What needs to be done: Report each line of the records below that uses the word "push".

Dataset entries

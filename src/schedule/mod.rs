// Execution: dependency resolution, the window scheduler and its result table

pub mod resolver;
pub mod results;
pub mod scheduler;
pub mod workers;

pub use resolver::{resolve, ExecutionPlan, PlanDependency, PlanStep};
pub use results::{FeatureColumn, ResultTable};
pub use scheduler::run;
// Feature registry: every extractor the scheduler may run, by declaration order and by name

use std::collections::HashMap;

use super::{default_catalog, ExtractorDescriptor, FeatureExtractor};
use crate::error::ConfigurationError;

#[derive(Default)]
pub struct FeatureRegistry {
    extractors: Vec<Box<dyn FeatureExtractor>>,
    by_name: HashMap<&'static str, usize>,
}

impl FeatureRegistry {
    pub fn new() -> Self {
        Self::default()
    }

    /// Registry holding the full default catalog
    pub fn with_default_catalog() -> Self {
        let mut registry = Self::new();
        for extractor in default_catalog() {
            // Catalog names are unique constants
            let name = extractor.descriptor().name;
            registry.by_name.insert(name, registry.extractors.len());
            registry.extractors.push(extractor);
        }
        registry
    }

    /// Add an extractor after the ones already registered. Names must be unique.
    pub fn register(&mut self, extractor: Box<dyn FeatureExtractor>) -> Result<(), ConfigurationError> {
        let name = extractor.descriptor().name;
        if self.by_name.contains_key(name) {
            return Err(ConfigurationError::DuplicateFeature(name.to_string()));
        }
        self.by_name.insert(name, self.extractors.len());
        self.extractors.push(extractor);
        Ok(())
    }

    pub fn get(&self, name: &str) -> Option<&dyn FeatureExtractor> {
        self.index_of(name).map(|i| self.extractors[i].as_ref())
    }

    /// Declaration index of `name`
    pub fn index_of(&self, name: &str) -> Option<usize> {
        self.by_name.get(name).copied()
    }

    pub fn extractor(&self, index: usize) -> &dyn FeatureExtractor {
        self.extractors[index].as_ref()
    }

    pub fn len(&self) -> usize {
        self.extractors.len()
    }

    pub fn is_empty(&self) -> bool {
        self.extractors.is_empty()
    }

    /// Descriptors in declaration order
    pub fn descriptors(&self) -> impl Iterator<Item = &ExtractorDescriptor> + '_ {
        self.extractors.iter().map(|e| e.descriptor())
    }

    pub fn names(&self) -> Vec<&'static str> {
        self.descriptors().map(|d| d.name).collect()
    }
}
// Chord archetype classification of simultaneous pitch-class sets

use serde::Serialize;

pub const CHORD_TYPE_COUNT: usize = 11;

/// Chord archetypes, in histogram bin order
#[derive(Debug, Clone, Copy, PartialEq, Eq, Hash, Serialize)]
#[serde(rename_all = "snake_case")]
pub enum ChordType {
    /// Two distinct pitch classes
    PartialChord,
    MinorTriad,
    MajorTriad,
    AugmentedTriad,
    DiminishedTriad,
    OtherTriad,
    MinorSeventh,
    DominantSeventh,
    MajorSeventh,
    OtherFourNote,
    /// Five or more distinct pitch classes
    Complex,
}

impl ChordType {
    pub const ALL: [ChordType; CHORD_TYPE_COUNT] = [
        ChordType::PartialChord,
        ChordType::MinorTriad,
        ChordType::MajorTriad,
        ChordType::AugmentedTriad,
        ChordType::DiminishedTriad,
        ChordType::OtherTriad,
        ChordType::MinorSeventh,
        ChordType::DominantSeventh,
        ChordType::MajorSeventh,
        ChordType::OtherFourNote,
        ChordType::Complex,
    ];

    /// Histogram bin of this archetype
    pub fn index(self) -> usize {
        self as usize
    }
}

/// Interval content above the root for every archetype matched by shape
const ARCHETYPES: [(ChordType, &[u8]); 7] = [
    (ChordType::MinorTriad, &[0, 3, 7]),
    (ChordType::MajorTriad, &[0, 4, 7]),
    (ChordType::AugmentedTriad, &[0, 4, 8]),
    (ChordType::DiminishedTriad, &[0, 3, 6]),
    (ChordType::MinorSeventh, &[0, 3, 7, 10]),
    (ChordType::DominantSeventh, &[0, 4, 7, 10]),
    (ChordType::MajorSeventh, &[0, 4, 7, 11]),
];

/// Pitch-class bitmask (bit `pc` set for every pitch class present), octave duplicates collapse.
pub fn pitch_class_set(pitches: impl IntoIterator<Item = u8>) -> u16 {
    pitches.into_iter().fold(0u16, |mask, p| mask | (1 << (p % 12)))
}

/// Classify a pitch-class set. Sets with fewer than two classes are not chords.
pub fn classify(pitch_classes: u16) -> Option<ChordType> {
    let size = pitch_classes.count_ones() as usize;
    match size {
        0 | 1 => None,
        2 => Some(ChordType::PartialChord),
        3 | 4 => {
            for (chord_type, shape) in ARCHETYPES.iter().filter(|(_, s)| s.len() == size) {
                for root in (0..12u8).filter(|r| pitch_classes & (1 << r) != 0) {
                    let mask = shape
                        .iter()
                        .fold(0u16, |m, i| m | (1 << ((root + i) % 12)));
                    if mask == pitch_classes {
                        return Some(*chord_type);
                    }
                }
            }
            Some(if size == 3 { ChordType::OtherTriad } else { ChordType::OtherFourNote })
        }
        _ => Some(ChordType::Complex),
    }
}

Task answer:
            registry.extractors.push(extractor);
        self.extractors.push(extractor);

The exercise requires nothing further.